[Collected data entries]
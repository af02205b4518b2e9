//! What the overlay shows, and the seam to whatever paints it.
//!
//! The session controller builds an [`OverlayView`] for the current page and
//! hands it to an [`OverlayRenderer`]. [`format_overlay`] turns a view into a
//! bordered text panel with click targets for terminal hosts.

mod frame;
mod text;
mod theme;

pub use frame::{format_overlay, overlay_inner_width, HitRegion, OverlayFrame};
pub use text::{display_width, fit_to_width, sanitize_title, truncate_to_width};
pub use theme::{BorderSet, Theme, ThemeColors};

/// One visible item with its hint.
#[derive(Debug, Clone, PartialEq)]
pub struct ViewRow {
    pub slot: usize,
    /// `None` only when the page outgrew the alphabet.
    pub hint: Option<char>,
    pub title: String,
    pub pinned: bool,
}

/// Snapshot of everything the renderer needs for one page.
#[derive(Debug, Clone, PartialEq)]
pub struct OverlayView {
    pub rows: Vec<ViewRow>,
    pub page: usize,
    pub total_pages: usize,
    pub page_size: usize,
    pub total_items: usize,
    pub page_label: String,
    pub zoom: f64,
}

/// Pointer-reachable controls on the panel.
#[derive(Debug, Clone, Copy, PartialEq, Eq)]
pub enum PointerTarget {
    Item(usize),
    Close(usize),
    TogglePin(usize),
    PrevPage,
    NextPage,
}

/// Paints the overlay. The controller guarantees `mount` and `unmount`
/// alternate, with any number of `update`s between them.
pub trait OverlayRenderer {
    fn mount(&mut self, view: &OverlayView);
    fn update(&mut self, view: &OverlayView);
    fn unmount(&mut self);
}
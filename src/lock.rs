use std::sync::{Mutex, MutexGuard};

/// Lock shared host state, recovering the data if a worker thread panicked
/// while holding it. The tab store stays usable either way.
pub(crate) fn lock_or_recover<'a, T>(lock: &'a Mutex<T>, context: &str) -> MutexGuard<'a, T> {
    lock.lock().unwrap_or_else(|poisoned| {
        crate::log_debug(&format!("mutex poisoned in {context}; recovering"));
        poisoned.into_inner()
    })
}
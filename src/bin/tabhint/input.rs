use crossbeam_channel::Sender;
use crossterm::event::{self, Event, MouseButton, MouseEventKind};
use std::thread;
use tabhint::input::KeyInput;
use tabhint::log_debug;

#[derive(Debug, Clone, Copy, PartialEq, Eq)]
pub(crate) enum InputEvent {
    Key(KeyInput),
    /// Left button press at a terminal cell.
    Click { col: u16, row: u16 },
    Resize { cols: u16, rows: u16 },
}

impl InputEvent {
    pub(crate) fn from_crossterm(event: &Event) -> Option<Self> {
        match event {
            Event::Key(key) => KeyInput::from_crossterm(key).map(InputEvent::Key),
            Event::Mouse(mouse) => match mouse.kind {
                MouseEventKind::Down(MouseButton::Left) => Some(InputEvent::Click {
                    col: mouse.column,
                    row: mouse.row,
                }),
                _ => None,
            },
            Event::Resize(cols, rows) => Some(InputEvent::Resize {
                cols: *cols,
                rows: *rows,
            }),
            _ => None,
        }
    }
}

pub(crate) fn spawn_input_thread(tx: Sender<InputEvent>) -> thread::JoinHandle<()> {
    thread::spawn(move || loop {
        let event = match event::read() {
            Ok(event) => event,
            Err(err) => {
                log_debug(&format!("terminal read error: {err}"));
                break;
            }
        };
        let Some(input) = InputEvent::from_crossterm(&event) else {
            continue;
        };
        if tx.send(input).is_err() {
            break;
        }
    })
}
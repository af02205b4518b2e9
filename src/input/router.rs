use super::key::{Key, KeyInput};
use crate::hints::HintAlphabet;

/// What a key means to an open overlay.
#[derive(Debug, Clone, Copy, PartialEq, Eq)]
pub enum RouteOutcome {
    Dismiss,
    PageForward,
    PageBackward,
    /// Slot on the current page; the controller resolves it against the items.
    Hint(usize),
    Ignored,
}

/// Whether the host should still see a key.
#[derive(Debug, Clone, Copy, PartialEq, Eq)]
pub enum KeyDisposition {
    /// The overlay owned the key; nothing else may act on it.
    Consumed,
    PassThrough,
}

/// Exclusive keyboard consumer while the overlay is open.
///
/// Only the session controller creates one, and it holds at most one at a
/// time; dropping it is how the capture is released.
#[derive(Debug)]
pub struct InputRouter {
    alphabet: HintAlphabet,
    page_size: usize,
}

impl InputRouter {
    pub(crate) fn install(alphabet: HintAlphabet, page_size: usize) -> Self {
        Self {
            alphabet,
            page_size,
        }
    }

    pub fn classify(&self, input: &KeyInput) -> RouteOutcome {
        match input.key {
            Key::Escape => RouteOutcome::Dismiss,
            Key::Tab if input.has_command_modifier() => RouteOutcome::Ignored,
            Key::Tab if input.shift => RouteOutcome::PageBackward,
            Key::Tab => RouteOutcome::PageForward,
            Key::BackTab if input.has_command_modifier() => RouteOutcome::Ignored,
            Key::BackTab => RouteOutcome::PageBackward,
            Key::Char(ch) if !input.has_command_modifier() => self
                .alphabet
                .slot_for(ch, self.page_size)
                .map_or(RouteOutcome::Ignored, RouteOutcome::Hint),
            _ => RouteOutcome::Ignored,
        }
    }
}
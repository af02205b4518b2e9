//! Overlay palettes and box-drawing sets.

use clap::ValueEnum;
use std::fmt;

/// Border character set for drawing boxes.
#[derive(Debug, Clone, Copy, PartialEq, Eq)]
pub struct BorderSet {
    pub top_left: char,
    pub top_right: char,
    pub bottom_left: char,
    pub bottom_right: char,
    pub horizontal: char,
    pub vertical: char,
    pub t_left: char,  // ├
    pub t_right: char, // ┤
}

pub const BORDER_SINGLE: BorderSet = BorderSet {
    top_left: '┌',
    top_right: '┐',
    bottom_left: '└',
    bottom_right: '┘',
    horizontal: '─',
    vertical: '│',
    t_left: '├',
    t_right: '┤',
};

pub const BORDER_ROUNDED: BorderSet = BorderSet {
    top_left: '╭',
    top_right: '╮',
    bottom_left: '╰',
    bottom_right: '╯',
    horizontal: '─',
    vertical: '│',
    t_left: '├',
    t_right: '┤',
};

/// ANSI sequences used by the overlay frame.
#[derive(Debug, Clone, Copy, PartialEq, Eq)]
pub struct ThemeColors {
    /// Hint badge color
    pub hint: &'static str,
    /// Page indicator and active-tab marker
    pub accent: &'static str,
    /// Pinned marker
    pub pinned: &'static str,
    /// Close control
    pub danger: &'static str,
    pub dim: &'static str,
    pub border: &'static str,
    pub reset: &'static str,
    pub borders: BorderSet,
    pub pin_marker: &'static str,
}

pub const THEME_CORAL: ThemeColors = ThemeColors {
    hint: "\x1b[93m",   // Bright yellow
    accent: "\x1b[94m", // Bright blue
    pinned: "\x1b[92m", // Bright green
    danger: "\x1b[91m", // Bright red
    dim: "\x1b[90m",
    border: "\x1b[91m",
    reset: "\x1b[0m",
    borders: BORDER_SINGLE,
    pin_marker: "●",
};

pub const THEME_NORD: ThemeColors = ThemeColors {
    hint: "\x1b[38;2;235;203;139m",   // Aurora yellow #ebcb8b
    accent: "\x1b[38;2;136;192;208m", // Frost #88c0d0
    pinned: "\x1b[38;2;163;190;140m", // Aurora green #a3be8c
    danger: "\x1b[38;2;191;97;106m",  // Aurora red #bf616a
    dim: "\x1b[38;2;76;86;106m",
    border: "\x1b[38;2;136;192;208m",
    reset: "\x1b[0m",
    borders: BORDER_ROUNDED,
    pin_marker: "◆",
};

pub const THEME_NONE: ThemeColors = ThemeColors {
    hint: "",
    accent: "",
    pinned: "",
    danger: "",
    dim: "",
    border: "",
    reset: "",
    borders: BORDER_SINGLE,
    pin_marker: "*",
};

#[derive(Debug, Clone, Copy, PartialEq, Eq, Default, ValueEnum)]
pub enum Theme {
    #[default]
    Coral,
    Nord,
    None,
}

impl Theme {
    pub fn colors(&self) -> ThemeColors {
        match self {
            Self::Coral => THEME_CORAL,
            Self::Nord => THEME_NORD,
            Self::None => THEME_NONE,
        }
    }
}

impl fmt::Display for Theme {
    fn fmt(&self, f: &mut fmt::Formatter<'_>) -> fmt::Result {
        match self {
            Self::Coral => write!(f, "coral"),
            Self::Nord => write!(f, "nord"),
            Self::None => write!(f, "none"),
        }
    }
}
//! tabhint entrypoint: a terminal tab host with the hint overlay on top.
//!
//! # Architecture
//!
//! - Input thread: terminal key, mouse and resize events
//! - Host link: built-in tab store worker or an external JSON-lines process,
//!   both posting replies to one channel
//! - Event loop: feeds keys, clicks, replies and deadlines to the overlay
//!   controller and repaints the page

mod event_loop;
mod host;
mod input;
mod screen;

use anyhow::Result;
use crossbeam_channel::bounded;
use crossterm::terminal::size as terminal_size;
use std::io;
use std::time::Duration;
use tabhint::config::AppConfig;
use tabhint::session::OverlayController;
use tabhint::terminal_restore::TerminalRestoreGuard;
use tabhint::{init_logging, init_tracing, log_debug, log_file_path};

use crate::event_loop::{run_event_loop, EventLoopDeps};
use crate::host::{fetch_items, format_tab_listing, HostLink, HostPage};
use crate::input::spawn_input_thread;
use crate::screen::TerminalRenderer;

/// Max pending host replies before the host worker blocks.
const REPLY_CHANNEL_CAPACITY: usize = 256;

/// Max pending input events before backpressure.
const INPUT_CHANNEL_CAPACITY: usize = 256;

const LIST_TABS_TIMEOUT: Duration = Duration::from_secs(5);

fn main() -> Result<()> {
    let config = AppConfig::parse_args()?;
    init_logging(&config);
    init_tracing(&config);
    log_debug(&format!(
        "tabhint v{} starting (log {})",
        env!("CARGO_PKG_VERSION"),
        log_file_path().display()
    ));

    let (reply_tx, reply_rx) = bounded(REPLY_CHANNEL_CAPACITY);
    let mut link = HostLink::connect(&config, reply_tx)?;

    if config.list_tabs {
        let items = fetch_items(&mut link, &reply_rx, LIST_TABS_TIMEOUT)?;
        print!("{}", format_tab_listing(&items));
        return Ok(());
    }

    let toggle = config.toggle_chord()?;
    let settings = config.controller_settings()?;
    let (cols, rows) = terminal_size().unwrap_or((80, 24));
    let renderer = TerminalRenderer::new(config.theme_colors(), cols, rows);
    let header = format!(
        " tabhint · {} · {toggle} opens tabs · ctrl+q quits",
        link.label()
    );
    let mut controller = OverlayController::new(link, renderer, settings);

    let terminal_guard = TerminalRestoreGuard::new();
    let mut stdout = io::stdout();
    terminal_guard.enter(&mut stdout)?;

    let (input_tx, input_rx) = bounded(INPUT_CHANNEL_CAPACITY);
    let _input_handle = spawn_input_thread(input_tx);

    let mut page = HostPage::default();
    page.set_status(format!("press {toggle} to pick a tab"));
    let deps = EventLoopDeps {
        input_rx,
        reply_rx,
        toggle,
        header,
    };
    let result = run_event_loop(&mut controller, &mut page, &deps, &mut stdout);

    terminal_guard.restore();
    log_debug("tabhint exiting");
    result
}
...
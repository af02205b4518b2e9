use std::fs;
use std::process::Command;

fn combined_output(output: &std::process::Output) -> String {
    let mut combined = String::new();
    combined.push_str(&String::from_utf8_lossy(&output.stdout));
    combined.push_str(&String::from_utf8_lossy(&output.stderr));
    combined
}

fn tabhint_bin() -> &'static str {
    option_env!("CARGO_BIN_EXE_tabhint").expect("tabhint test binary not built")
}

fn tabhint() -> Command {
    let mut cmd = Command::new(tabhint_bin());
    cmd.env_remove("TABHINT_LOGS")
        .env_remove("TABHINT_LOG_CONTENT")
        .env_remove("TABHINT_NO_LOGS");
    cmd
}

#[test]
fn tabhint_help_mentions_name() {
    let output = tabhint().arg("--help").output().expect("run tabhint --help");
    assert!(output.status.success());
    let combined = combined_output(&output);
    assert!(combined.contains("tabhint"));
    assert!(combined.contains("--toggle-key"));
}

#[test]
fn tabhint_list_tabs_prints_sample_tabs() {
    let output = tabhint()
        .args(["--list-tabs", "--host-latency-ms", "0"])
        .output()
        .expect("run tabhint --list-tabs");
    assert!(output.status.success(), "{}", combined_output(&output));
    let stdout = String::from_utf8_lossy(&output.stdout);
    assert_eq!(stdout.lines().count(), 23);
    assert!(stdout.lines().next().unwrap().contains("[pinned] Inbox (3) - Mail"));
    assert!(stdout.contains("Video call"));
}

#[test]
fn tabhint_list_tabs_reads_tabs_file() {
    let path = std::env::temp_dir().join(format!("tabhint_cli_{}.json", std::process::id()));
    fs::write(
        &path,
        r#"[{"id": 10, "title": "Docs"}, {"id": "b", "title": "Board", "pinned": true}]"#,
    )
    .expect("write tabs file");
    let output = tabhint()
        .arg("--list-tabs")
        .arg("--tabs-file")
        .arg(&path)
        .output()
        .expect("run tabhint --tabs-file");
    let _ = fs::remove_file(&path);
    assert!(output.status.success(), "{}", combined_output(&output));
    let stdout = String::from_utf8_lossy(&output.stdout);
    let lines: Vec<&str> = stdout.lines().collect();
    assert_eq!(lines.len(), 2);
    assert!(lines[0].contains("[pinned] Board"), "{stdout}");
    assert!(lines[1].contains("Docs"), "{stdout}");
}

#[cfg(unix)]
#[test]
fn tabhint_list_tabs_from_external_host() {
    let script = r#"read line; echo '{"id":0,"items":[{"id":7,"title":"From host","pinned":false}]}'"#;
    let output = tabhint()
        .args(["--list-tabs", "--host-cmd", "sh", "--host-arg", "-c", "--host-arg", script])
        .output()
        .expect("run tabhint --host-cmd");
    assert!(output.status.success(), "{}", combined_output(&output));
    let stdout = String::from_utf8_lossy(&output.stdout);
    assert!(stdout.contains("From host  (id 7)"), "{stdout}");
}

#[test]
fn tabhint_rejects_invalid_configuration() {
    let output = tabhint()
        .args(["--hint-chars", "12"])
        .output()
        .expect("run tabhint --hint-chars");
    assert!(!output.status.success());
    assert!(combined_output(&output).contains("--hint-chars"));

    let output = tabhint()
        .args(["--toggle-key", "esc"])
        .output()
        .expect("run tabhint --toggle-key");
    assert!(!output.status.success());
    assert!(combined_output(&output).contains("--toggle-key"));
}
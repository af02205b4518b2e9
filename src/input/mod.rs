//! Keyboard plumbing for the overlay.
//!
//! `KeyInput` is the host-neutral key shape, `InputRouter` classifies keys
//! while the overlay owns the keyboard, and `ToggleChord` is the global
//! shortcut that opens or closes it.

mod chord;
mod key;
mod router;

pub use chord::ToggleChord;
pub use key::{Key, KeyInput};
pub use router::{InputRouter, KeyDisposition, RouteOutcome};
--
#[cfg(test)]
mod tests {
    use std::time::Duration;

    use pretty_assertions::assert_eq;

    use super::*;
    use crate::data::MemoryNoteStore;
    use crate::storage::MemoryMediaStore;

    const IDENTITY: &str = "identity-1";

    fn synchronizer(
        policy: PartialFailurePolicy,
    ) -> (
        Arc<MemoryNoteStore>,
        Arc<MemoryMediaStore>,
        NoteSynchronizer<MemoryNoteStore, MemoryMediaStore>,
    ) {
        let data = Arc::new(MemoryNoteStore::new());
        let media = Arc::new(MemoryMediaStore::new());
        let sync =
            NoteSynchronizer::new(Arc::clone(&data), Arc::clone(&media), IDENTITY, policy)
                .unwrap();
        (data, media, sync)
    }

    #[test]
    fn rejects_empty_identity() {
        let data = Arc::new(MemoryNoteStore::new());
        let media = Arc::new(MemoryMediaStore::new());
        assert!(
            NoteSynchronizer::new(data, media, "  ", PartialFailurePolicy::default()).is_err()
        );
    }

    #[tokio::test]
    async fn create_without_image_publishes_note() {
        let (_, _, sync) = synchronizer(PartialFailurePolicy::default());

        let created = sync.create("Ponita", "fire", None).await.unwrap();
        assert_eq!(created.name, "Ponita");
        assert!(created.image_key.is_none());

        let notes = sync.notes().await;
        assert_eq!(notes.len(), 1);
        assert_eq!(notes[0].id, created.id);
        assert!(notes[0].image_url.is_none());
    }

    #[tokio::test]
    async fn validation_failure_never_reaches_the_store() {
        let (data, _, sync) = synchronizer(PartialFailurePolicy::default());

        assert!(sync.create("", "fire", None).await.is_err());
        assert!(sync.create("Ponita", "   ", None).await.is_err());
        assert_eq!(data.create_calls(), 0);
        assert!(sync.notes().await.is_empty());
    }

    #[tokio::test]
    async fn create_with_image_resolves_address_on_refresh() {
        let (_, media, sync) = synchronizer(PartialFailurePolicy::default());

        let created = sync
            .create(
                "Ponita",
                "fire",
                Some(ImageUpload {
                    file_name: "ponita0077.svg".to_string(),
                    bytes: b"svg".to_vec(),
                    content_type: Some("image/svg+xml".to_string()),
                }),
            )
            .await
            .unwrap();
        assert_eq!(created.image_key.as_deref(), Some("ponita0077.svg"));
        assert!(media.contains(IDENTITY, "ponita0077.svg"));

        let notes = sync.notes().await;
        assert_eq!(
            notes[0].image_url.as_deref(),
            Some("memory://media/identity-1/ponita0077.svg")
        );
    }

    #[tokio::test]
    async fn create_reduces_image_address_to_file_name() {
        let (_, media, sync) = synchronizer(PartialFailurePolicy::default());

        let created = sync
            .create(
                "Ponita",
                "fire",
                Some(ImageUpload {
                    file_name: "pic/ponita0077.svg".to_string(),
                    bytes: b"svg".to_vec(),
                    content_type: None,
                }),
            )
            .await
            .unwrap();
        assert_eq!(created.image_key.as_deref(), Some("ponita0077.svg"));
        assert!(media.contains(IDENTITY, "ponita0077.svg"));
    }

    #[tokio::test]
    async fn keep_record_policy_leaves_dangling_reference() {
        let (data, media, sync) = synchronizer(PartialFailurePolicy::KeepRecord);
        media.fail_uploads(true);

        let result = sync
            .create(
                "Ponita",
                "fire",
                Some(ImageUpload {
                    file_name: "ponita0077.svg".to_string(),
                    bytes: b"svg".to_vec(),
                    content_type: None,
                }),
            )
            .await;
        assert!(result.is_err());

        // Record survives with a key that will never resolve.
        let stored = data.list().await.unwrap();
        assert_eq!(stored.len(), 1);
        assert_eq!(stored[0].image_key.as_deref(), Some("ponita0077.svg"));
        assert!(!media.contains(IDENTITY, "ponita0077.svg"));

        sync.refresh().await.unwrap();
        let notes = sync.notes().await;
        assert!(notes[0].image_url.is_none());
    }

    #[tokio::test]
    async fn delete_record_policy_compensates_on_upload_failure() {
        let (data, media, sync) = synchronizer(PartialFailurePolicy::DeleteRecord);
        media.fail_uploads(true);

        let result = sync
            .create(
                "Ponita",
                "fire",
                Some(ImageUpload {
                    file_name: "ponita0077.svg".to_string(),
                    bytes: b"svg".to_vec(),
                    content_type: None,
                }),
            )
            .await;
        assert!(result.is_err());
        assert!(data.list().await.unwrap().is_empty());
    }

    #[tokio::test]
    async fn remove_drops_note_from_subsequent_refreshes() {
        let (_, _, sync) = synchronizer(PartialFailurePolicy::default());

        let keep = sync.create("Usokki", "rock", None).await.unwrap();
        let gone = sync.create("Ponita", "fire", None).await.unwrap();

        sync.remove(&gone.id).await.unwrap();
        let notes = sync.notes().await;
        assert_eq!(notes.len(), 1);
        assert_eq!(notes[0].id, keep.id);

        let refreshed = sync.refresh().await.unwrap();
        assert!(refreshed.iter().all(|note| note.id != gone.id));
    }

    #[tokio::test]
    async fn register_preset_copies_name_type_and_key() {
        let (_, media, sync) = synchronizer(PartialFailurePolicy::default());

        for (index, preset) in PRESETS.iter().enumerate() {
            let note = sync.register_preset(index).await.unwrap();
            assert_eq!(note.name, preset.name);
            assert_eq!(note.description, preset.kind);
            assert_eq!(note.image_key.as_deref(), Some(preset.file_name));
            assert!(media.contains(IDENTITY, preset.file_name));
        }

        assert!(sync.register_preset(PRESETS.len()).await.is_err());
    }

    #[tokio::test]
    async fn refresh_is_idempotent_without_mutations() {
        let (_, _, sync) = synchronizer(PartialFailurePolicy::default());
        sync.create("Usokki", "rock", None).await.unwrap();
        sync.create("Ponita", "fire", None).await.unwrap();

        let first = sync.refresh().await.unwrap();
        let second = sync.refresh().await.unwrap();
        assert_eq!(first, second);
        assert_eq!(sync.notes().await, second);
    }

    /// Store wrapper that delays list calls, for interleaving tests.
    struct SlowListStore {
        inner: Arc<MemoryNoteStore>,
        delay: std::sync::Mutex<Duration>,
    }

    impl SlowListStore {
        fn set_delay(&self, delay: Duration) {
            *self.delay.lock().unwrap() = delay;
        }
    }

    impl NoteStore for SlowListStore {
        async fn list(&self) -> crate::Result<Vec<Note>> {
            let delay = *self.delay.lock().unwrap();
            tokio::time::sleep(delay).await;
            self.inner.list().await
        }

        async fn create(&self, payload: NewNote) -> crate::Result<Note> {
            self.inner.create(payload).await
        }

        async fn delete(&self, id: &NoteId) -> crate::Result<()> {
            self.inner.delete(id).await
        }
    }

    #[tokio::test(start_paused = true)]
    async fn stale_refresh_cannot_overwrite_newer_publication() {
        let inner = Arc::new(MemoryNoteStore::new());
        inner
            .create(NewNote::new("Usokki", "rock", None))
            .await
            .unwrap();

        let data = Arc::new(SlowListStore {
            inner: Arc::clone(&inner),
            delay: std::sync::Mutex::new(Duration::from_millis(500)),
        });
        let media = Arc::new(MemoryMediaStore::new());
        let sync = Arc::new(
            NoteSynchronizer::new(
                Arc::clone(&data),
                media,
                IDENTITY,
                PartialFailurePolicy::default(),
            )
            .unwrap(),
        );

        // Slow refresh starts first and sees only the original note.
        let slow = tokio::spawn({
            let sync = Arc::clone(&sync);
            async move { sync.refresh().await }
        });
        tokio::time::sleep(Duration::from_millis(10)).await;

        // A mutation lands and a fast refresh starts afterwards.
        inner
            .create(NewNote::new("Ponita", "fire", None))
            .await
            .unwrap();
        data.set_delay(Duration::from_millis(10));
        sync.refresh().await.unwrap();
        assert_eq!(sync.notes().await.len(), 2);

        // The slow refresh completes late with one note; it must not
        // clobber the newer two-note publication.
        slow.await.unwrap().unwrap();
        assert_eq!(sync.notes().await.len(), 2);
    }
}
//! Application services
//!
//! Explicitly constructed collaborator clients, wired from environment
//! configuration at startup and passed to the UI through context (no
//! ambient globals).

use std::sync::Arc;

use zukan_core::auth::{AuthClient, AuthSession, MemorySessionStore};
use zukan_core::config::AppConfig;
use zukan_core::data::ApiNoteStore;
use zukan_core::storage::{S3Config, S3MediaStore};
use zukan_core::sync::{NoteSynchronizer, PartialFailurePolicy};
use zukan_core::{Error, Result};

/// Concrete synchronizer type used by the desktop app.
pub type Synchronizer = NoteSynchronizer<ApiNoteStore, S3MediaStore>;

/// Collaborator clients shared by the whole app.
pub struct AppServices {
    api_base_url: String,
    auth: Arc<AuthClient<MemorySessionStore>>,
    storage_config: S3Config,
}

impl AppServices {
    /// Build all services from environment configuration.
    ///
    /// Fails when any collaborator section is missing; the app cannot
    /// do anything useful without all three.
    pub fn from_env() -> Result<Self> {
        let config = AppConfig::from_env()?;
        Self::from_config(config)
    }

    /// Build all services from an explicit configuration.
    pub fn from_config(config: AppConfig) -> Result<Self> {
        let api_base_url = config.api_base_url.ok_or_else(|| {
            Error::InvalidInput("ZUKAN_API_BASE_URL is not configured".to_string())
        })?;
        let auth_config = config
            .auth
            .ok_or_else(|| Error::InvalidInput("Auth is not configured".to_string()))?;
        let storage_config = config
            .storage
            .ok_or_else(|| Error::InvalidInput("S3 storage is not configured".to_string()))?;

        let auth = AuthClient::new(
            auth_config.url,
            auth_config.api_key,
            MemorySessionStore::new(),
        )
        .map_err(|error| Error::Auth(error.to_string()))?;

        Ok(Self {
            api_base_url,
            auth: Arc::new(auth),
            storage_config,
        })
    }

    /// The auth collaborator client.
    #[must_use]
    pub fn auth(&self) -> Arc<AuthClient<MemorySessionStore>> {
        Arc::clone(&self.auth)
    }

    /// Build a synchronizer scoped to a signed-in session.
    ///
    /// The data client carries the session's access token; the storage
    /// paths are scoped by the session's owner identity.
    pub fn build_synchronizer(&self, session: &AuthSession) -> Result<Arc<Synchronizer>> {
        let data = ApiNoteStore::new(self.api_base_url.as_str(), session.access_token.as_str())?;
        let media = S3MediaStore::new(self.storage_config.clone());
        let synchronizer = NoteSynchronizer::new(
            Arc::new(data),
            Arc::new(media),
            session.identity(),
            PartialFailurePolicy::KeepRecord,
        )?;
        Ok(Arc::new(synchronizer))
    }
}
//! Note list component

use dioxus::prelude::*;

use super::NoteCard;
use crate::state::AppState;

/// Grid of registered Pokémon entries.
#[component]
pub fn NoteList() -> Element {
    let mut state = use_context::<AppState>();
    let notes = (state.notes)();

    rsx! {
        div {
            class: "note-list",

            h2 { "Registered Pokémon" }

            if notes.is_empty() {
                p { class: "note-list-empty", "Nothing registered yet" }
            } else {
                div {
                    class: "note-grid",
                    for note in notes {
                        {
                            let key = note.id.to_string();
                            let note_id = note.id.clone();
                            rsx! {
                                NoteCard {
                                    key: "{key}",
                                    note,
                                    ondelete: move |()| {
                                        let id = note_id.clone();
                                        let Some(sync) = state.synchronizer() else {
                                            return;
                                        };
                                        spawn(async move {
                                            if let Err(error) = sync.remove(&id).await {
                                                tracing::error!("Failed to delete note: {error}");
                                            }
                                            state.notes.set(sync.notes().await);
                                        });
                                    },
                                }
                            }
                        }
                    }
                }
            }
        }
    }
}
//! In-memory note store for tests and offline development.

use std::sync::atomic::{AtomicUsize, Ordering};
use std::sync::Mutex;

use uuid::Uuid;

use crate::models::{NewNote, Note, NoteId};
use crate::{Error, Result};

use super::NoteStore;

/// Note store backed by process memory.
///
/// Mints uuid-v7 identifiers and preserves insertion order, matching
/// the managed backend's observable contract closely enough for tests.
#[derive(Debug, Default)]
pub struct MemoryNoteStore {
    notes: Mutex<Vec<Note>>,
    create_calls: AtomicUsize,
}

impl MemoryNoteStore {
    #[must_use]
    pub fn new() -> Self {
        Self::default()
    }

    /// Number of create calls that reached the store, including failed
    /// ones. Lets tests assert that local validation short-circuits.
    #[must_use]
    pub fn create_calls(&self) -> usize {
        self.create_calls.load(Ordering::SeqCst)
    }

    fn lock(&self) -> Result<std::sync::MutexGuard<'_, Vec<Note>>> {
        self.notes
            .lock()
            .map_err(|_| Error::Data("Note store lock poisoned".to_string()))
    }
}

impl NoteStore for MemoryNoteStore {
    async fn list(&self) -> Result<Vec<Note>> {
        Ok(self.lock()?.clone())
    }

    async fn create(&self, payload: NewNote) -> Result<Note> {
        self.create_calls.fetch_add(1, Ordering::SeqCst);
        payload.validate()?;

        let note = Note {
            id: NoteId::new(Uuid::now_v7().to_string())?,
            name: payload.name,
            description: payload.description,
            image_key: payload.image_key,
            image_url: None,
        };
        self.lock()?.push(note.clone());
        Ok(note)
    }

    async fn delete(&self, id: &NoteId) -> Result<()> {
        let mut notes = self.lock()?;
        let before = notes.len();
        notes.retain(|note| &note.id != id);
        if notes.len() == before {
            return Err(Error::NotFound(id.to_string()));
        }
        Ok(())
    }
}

Problem -> Each line of the entries above that includes the string "MutexGuard" should be copied out.

Output for this task ->
use std::sync::{Mutex, MutexGuard};
pub(crate) fn lock_or_recover<'a, T>(lock: &'a Mutex<T>, context: &str) -> MutexGuard<'a, T> {
    fn lock(&self) -> Result<std::sync::MutexGuard<'_, Vec<Note>>> {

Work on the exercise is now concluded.